Material for this exercise
'''

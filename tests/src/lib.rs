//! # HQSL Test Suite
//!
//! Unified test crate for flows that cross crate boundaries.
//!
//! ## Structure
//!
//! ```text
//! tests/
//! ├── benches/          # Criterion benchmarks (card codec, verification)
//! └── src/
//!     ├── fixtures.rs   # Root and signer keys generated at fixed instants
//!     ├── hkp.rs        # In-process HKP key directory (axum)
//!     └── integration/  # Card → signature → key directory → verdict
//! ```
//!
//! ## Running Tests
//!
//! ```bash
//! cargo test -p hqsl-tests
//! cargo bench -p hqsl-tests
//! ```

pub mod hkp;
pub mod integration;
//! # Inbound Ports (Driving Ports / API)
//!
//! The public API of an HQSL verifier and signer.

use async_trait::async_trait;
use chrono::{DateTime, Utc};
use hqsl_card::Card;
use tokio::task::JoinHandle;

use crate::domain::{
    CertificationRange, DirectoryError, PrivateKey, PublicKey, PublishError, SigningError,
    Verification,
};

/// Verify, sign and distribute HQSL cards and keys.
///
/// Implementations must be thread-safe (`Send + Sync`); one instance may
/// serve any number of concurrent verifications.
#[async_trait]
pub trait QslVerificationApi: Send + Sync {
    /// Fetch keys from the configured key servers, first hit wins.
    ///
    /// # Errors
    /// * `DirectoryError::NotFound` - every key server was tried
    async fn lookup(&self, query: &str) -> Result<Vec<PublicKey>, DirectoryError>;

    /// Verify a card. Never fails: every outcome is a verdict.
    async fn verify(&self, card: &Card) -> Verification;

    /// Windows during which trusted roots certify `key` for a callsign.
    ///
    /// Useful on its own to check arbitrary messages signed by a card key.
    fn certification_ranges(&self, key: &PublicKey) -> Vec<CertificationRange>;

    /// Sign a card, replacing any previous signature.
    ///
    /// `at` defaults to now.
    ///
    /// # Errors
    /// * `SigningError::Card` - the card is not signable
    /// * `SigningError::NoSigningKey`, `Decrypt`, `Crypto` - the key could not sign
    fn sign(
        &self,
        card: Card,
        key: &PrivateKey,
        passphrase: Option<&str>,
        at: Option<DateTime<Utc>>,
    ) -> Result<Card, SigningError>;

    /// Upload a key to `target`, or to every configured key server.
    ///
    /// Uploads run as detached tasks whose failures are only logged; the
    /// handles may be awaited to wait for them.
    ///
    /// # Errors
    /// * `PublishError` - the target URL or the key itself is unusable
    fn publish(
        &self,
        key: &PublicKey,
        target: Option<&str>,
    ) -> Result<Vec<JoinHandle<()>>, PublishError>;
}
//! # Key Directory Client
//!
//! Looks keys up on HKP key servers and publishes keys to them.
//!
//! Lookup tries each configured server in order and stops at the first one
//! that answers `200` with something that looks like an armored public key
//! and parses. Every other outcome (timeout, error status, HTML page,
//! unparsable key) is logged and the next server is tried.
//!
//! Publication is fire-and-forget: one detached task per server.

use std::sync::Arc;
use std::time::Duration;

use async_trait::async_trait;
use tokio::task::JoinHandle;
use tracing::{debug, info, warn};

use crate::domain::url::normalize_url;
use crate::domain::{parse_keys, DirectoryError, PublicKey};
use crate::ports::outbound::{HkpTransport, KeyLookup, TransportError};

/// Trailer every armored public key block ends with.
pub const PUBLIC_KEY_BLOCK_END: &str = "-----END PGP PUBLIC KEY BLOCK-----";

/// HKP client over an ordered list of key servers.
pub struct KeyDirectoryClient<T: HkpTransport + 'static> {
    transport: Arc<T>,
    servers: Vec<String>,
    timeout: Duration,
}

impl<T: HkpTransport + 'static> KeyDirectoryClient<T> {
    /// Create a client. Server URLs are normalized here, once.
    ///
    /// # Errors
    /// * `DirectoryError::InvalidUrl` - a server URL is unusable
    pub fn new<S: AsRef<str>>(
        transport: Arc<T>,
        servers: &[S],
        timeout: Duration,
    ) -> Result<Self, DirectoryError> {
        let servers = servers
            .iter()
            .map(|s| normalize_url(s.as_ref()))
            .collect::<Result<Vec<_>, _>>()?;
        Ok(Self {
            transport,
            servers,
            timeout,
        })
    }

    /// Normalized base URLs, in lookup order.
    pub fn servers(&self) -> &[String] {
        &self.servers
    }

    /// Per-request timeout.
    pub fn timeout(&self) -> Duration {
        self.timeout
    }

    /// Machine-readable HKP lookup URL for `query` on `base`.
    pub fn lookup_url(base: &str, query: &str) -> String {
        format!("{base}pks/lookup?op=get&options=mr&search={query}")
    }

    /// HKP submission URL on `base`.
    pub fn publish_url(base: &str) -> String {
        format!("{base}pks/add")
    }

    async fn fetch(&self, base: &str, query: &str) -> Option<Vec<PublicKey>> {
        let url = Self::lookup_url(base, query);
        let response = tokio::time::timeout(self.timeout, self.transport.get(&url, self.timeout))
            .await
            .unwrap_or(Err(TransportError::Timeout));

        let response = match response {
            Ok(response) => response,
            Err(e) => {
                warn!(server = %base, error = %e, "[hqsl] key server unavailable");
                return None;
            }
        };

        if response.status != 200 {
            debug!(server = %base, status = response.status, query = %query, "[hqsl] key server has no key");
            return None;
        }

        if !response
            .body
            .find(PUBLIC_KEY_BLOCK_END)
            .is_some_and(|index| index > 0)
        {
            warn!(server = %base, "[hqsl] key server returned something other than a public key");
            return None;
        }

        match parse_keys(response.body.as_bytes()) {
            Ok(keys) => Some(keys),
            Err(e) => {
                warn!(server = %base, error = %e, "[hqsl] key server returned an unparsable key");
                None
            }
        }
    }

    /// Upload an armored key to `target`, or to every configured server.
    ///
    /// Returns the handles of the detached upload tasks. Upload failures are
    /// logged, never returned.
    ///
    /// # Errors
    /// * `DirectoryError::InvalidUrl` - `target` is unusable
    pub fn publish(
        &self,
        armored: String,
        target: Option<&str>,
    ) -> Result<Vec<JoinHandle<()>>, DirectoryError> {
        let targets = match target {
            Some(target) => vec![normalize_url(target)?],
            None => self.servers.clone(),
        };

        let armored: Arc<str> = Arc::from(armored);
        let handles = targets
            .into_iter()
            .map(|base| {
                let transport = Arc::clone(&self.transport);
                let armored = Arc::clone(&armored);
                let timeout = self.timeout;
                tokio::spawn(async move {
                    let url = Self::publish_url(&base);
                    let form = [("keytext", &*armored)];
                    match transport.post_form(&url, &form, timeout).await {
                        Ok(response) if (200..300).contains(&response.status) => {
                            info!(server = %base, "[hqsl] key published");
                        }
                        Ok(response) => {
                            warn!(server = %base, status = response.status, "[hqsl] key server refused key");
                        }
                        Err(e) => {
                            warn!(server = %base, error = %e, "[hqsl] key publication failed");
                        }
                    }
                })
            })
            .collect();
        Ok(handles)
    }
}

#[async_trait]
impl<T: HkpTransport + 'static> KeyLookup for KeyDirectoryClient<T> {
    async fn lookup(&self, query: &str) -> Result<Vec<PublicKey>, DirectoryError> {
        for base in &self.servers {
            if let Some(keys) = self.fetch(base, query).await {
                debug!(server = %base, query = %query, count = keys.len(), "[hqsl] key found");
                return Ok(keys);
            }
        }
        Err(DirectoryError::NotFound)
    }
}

'''
'''

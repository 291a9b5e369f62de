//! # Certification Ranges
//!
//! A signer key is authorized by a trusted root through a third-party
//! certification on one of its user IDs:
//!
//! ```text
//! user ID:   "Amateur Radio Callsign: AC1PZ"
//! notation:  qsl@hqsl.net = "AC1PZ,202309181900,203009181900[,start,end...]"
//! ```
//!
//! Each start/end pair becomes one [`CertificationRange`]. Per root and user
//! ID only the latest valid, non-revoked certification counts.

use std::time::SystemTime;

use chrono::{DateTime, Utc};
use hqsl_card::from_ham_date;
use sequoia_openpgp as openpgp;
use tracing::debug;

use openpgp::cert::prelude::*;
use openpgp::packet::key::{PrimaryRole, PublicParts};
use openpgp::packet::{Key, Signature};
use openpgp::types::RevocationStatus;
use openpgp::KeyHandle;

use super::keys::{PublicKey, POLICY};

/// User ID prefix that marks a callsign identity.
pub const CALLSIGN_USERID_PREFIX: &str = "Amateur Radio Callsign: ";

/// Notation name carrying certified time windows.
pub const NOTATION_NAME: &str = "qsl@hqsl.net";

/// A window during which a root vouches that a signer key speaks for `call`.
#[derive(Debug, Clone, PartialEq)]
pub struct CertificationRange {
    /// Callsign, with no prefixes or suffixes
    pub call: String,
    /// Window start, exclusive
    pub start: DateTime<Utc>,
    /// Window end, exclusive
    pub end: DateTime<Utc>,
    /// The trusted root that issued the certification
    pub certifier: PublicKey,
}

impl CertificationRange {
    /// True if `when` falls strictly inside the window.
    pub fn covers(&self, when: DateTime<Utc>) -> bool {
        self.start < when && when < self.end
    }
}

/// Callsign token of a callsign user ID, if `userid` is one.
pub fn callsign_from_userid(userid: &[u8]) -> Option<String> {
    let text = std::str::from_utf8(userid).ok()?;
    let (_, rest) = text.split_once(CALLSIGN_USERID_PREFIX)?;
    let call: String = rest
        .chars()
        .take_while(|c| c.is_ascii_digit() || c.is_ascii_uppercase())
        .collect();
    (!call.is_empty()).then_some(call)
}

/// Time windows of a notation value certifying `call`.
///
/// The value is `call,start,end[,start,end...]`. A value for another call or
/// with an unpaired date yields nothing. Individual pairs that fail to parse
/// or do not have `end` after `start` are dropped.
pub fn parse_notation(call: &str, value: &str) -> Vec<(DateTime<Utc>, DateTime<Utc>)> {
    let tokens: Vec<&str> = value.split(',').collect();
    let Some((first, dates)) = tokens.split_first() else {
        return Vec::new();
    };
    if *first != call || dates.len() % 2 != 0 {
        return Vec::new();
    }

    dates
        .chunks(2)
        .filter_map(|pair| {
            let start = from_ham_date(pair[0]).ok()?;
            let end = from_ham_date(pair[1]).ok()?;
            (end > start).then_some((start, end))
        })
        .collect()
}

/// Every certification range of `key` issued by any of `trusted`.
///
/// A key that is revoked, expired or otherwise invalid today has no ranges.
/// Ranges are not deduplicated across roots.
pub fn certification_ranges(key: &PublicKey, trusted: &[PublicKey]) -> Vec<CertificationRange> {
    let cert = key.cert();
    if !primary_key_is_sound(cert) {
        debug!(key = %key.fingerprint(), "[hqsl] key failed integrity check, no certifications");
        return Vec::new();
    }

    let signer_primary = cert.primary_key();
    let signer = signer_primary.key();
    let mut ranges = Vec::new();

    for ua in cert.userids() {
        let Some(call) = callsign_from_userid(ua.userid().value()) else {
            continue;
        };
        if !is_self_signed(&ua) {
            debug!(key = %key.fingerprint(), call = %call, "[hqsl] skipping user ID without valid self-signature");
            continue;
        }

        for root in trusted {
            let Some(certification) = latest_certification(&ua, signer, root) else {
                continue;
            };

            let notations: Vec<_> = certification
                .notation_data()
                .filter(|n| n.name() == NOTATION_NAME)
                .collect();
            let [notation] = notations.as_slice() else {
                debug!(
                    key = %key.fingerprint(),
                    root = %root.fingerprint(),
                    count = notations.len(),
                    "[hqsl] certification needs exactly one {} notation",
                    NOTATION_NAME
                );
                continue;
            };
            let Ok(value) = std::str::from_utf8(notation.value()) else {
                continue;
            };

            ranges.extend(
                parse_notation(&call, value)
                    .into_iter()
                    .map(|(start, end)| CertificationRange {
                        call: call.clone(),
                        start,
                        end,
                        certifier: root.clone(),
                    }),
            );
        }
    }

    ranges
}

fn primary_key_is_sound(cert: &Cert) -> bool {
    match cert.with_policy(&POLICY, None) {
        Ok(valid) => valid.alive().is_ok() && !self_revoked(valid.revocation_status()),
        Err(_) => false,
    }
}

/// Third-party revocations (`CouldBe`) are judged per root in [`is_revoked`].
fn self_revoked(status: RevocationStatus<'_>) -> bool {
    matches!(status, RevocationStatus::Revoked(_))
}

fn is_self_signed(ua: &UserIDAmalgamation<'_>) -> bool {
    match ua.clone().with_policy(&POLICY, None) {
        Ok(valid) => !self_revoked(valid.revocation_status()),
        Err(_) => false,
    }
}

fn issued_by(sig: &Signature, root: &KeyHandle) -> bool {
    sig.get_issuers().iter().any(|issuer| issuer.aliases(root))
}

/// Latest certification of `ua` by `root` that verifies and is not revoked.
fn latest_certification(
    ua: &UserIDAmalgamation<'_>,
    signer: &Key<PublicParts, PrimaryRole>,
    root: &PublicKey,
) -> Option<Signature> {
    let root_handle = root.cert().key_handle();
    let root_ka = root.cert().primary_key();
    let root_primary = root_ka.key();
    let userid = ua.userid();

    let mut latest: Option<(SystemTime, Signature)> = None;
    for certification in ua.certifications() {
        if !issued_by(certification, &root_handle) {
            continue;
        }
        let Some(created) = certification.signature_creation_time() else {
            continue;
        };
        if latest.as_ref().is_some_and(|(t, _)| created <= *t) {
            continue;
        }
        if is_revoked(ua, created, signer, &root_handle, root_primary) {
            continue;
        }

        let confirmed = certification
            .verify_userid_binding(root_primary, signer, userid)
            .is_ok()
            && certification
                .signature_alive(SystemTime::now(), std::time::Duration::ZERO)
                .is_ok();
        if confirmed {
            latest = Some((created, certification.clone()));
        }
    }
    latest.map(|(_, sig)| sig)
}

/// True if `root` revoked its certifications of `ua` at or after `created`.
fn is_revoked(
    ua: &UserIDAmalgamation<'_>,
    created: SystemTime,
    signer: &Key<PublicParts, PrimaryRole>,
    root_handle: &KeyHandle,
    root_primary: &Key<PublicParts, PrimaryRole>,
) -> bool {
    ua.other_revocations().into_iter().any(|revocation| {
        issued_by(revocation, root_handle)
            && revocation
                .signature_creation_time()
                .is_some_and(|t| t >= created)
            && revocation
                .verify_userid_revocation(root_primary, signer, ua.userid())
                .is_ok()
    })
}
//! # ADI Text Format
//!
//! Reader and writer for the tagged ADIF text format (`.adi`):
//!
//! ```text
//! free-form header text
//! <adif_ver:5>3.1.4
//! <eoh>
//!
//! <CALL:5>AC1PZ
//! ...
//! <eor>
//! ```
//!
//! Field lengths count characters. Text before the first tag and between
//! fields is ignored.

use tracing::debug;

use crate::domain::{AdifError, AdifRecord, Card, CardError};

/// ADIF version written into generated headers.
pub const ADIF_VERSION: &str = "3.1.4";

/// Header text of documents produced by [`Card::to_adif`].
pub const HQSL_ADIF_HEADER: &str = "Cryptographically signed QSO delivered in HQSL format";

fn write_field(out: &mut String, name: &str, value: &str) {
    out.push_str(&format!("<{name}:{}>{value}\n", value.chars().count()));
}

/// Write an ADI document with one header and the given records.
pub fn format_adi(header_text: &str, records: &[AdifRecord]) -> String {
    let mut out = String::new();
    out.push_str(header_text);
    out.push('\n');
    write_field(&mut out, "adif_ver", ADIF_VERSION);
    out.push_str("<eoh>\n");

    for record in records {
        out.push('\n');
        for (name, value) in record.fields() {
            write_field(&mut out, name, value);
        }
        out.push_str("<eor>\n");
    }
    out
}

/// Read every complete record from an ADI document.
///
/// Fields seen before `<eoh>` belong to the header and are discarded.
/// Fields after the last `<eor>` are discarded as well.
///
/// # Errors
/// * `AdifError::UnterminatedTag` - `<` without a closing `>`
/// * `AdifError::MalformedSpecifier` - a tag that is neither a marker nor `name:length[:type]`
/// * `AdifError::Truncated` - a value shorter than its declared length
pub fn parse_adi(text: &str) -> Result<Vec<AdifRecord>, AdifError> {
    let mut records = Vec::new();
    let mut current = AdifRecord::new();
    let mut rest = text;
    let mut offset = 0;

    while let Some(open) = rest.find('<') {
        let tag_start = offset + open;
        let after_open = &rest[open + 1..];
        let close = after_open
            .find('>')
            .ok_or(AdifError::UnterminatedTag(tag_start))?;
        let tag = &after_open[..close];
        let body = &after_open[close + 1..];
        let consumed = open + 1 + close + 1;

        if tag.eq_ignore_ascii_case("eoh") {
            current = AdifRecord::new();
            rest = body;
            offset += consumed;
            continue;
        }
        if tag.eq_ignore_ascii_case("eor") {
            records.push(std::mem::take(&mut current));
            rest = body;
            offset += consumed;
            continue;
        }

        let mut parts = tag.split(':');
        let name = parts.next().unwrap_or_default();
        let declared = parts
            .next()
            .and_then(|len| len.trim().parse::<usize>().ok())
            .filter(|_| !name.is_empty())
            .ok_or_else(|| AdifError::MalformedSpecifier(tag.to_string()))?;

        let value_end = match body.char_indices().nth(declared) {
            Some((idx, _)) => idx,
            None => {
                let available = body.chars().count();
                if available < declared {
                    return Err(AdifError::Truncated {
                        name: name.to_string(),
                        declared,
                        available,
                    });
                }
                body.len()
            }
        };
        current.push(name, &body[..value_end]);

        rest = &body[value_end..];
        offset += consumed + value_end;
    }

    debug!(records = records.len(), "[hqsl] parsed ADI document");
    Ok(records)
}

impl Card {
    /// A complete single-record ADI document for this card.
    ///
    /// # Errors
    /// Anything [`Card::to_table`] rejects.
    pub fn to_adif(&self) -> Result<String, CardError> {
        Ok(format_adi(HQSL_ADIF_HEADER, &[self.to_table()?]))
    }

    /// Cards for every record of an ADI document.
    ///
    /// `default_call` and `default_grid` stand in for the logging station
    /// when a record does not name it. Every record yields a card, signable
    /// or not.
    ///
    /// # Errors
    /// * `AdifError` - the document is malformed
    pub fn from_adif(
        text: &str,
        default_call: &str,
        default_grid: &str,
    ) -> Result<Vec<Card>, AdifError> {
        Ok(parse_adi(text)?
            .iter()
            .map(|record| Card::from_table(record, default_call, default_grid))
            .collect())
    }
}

'''
'''

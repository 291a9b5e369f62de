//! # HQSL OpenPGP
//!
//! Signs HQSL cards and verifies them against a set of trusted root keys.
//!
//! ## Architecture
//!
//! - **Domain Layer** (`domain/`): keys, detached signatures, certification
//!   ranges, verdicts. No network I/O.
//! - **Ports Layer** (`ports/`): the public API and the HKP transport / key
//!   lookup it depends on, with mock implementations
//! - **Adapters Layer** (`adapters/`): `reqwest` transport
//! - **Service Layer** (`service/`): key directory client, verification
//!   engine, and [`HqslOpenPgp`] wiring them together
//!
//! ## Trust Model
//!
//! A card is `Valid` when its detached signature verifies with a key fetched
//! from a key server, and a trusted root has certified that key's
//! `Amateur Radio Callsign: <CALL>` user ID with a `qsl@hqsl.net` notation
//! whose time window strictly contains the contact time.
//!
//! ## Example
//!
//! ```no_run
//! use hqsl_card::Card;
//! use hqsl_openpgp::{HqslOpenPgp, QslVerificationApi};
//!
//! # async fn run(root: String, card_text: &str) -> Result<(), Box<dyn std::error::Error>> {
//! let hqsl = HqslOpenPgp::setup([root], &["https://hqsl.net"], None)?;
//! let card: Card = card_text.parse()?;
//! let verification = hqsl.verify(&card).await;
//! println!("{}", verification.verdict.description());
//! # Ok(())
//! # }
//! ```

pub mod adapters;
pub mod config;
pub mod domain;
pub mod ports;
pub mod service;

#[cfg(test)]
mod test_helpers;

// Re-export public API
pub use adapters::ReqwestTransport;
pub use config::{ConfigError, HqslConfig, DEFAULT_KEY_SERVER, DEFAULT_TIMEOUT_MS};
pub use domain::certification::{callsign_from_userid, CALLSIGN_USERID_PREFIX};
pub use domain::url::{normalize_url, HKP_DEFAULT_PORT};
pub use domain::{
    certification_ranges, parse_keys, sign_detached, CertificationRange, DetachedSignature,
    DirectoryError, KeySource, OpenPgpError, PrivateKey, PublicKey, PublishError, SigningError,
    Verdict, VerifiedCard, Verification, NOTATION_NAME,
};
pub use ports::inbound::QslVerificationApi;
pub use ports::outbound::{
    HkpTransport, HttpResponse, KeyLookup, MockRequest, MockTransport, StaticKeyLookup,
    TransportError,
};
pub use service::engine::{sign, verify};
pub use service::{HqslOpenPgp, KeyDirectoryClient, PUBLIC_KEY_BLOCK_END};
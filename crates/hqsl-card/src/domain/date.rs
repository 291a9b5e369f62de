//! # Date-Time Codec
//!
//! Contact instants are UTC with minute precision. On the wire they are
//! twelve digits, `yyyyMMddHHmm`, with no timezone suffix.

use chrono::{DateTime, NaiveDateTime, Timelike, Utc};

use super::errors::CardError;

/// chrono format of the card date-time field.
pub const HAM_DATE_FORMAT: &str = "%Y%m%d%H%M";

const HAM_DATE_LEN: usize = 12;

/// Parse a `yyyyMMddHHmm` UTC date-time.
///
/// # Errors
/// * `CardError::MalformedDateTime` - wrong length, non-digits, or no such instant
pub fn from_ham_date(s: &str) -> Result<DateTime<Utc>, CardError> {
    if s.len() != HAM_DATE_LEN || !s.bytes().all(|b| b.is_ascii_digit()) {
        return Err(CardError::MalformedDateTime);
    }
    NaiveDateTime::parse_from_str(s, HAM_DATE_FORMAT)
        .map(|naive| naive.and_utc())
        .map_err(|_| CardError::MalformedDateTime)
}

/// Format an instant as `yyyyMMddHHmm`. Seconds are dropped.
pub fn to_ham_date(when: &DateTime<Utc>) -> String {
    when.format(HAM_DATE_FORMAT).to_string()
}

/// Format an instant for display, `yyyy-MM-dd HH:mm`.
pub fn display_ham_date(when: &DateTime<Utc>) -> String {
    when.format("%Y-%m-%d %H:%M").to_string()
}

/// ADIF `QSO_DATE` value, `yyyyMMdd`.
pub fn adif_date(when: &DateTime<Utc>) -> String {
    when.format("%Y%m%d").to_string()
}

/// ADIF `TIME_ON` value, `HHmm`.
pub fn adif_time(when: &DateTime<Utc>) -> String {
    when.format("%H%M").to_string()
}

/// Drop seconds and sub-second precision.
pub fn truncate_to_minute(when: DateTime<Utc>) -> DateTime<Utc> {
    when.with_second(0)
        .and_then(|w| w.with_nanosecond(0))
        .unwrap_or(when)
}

'''

Please show every line of the material that contains the string "AdifRecord".

Answer space
use crate::domain::{AdifError, AdifRecord, Card, CardError};
pub fn format_adi(header_text: &str, records: &[AdifRecord]) -> String {
pub fn parse_adi(text: &str) -> Result<Vec<AdifRecord>, AdifError> {
    let mut current = AdifRecord::new();
            current = AdifRecord::new();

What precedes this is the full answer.